Wherever the word "body" appears in a line below, that line counts; report the total number of such lines only.

Records excerpted from a collection »
:::
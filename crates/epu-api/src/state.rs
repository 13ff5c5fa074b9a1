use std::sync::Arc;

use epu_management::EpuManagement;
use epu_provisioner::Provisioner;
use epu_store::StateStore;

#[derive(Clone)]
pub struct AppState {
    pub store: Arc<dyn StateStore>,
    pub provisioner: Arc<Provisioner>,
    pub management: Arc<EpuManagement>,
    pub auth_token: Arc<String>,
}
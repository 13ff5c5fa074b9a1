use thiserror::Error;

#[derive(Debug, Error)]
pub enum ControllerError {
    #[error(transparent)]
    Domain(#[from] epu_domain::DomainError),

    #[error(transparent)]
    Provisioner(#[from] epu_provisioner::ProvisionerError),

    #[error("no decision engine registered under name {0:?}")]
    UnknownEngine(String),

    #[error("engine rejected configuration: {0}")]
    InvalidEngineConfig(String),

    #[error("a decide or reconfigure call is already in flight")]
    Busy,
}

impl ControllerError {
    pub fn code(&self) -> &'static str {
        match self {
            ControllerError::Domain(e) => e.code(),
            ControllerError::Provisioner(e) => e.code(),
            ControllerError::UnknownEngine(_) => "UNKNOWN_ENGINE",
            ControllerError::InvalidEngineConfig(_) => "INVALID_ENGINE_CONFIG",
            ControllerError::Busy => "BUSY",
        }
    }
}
:::
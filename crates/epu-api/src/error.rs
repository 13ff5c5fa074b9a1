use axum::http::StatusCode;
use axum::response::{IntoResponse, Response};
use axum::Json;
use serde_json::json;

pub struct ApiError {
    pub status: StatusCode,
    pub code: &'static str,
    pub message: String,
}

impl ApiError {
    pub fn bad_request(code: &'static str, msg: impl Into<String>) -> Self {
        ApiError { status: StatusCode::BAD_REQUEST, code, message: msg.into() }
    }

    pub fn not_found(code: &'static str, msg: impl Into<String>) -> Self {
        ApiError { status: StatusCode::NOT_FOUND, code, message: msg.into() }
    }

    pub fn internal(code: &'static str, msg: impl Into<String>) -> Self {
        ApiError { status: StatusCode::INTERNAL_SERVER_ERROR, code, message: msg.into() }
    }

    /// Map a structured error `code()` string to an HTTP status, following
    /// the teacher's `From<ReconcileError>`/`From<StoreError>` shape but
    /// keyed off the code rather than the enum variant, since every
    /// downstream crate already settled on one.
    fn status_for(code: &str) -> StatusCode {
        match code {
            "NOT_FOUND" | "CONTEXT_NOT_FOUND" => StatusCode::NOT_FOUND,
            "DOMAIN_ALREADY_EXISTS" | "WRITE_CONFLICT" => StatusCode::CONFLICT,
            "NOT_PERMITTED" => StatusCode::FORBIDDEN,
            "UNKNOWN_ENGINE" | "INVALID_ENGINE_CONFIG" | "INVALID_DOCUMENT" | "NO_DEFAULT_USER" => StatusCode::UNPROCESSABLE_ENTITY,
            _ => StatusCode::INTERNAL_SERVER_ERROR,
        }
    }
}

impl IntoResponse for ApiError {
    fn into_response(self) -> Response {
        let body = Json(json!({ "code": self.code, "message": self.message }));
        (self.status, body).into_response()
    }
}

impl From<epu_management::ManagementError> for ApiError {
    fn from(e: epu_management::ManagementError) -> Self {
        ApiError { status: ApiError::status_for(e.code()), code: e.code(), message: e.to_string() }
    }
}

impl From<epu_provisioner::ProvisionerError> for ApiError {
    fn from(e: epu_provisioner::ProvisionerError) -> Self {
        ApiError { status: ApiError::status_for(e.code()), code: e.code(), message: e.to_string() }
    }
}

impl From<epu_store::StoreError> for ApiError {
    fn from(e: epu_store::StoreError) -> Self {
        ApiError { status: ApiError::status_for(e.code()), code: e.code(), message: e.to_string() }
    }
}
:::
Response below » 2